Those who advocate the legalization of physician-assisted suicide always claim that doctor-prescribed death will involve a meticulous process of intimate conversations and hands-on examinations by qualified physicians. They promise that patients who request assisted suicide as a solution to illness or disability will receive a physical to determine the extent of the disease. If declared terminally ill, the patient must next be referred for a second opinion. Only then can the doctor dispense the lethal prescriptions.

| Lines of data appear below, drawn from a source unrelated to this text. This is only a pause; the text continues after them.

//! Radial intensity profiling around a detected ring.
//!
//! Averages the field over evenly spaced spokes to get a 1-D intensity
//! profile across the ring, then walks from the profile peak to the
//! half-maximum crossings to estimate the ring's inner and outer edge radii.

use serde::{Deserialize, Serialize};
use std::f32::consts::TAU;

use zeeman_rings_core::GrayView;

/// Half-maximum edge radii of one ring, pixels.
#[derive(Clone, Copy, Debug, PartialEq, Serialize, Deserialize)]
pub struct RingBoundaries {
    pub inner: f32,
    pub outer: f32,
}

/// Estimate ring edge radii around `r_estimate`.
///
/// Scans radii in a `search_width`-wide window, averaging `spokes` angular
/// samples per radius. Returns `None` when the window is degenerate or the
/// profile is flat (nothing to walk on).
pub fn ring_boundaries(
    field: &GrayView<'_>,
    cx: f32,
    cy: f32,
    r_estimate: f32,
    search_width: f32,
    spokes: u32,
) -> Option<RingBoundaries> {
    if spokes == 0 {
        return None;
    }
    let half = search_width / 2.0;
    let r_lo = (r_estimate - half).max(0.0);
    let r_hi = (r_estimate + half).min(field.width.min(field.height) as f32 / 2.0 - 1.0);
    if r_lo >= r_hi {
        return None;
    }

    let start = r_lo.floor();
    let count = (r_hi.ceil() - start) as usize;
    if count == 0 {
        return None;
    }

    let mut profile = vec![0.0f64; count];
    for k in 0..spokes {
        let theta = TAU * k as f32 / spokes as f32;
        let (sin, cos) = theta.sin_cos();
        for (i, value) in profile.iter_mut().enumerate() {
            let r = start + i as f32;
            let x = (cx + r * cos).round() as i32;
            let y = (cy + r * sin).round() as i32;
            *value += field.get(x, y) as f64;
        }
    }
    for value in profile.iter_mut() {
        *value /= spokes as f64;
    }

    let (peak_idx, &peak) = profile
        .iter()
        .enumerate()
        .max_by(|a, b| a.1.partial_cmp(b.1).unwrap())?;
    let floor = profile.iter().copied().fold(f64::INFINITY, f64::min);
    if peak <= floor {
        // Flat profile: no ring under the window.
        return None;
    }
    let threshold = floor + (peak - floor) * 0.5;

    let mut inner_idx = peak_idx;
    while inner_idx > 0 && profile[inner_idx - 1] > threshold {
        inner_idx -= 1;
    }
    let mut outer_idx = peak_idx;
    while outer_idx + 1 < profile.len() && profile[outer_idx + 1] > threshold {
        outer_idx += 1;
    }

    Some(RingBoundaries {
        inner: start + inner_idx as f32,
        outer: start + outer_idx as f32,
    })
}
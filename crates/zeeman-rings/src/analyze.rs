//! End-to-end helpers from `image` types.

use image::{DynamicImage, GrayImage};

use crate::detect::{self, DetectedRing, EnhanceParams, RingSearchParams};

/// Errors produced by the high-level helpers.
#[derive(thiserror::Error, Debug)]
pub enum AnalyzeError {
    #[error(transparent)]
    Enhance(#[from] detect::EnhanceError),

    #[error(transparent)]
    Detect(#[from] detect::DetectError),
}

/// Enhance a decoded photograph into an analysis-ready intensity field.
pub fn enhance_image(img: &DynamicImage) -> Result<GrayImage, AnalyzeError> {
    enhance_image_with(img, &EnhanceParams::default())
}

/// [`enhance_image`] with explicit enhancement settings.
pub fn enhance_image_with(
    img: &DynamicImage,
    params: &EnhanceParams,
) -> Result<GrayImage, AnalyzeError> {
    let out = match img {
        DynamicImage::ImageLuma8(gray) => {
            detect::enhance_with(gray.as_raw(), gray.width(), gray.height(), 1, params)?
        }
        DynamicImage::ImageRgba8(rgba) => {
            detect::enhance_with(rgba.as_raw(), rgba.width(), rgba.height(), 4, params)?
        }
        other => {
            let rgb = other.to_rgb8();
            detect::enhance_with(rgb.as_raw(), rgb.width(), rgb.height(), 3, params)?
        }
    };
    Ok(out)
}

/// Enhance a photograph and search for a ring near `(x0, y0)` in one call.
pub fn detect_ring_in_image(
    img: &DynamicImage,
    x0: i32,
    y0: i32,
    params: &RingSearchParams,
) -> Result<Option<DetectedRing>, AnalyzeError> {
    let field = enhance_image(img)?;
    Ok(detect::detect_ring(&field, x0, y0, params)?)
}
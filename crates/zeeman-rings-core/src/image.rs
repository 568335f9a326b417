use std::f32::consts::TAU;

/// Borrowed view over an 8-bit grayscale buffer.
#[derive(Clone, Copy, Debug)]
pub struct GrayView<'a> {
    pub width: usize,
    pub height: usize,
    pub data: &'a [u8], // row-major, len = w*h
}

impl GrayView<'_> {
    /// Pixel value at `(x, y)`, or 0 outside the image.
    #[inline]
    pub fn get(&self, x: i32, y: i32) -> u8 {
        if x < 0 || y < 0 || x >= self.width as i32 || y >= self.height as i32 {
            return 0;
        }
        self.data[y as usize * self.width + x as usize]
    }

    /// Whether `(x, y)` lies inside the image bounds.
    #[inline]
    pub fn contains(&self, x: i32, y: i32) -> bool {
        x >= 0 && y >= 0 && x < self.width as i32 && y < self.height as i32
    }
}

#[inline]
pub fn sample_bilinear(src: &GrayView<'_>, x: f32, y: f32) -> f32 {
    let x0 = x.floor() as i32;
    let y0 = y.floor() as i32;
    let fx = x - x0 as f32;
    let fy = y - y0 as f32;

    let p00 = src.get(x0, y0) as f32;
    let p10 = src.get(x0 + 1, y0) as f32;
    let p01 = src.get(x0, y0 + 1) as f32;
    let p11 = src.get(x0 + 1, y0 + 1) as f32;

    let a = p00 + fx * (p10 - p00);
    let b = p01 + fx * (p11 - p01);
    a + fy * (b - a)
}

/// Intensity statistics collected along a 1-px circle perimeter.
#[derive(Clone, Copy, Debug, Default)]
pub struct PerimeterStats {
    /// Samples that landed inside the image.
    pub on_field: usize,
    /// On-field samples with a nonzero intensity.
    pub nonzero: usize,
    /// Sum of the nonzero intensities.
    pub sum: f64,
}

impl PerimeterStats {
    /// Mean of the nonzero perimeter intensities, or 0 if there were none.
    pub fn mean_nonzero(&self) -> f64 {
        if self.nonzero == 0 {
            0.0
        } else {
            self.sum / self.nonzero as f64
        }
    }
}

/// Walk the perimeter of the circle `(cx, cy, r)` at roughly 1-px arc steps
/// and collect intensity statistics from the nearest pixels.
pub fn circle_perimeter_stats(src: &GrayView<'_>, cx: f32, cy: f32, r: f32) -> PerimeterStats {
    let mut stats = PerimeterStats::default();
    if r <= 0.0 {
        return stats;
    }
    let steps = (TAU * r).ceil().max(8.0) as usize;
    for k in 0..steps {
        let theta = TAU * k as f32 / steps as f32;
        let x = (cx + r * theta.cos()).round() as i32;
        let y = (cy + r * theta.sin()).round() as i32;
        if !src.contains(x, y) {
            continue;
        }
        stats.on_field += 1;
        let v = src.get(x, y);
        if v > 0 {
            stats.nonzero += 1;
            stats.sum += v as f64;
        }
    }
    stats
}

#[cfg(test)]
mod tests {
    use super::*;
    use approx::assert_relative_eq;

    #[test]
    fn get_is_zero_outside_bounds() {
        let data = [10u8, 20, 30, 40];
        let v = GrayView {
            width: 2,
            height: 2,
            data: &data,
        };
        assert_eq!(v.get(0, 0), 10);
        assert_eq!(v.get(1, 1), 40);
        assert_eq!(v.get(-1, 0), 0);
        assert_eq!(v.get(0, 2), 0);
    }

    #[test]
    fn bilinear_interpolates_between_pixels() {
        let data = [0u8, 100, 0, 100];
        let v = GrayView {
            width: 2,
            height: 2,
            data: &data,
        };
        assert_relative_eq!(sample_bilinear(&v, 0.5, 0.0), 50.0, epsilon = 1e-5);
        assert_relative_eq!(sample_bilinear(&v, 0.0, 0.5), 0.0, epsilon = 1e-5);
    }

    #[test]
    fn perimeter_stats_on_uniform_disk() {
        let mut data = vec![0u8; 64 * 64];
        for y in 0..64i32 {
            for x in 0..64i32 {
                let dx = (x - 32) as f32;
                let dy = (y - 32) as f32;
                if (dx * dx + dy * dy).sqrt() <= 20.0 {
                    data[(y * 64 + x) as usize] = 200;
                }
            }
        }
        let v = GrayView {
            width: 64,
            height: 64,
            data: &data,
        };
        let stats = circle_perimeter_stats(&v, 32.0, 32.0, 10.0);
        assert_eq!(stats.on_field, stats.nonzero);
        assert_relative_eq!(stats.mean_nonzero(), 200.0, epsilon = 1e-9);

        let outside = circle_perimeter_stats(&v, 32.0, 32.0, 30.0);
        assert_eq!(outside.nonzero, 0);
        assert_eq!(outside.mean_nonzero(), 0.0);
    }
}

But once it’s legal for doctors to prescribe poison, opinions about death and suicide quickly change. Assisted suicide boosters come to see “protections” as unjust “barriers” to attaining a “peaceful death.” This leads to cutting legal corners and breaking public policy promises.
The COVID-19 crisis has provided a pretext for further eroding supposedly ironclad guidelines. When the crisis first hit, assisted suicide advocates wrung their hands because people would be unable to access the medical examinations necessary to obtain doctor-prescribed death. Technology to the rescue! The American Clinicians Academy on Medical Aid in Dying—a newly formed association of doctors who assist suicides—recently published formal guidelines that permit doctors to assist suicides via the Internet. These guidelines state that examination should include a review of medical records and a video meeting via Zoom or Skype. The second opinion can simply be done by phone. This means that assisted suicides will be facilitated by doctors who never actually treated patients for their underlying illness, who may be ignorant of their family situations and personal histories, and who have never met their patients in the flesh.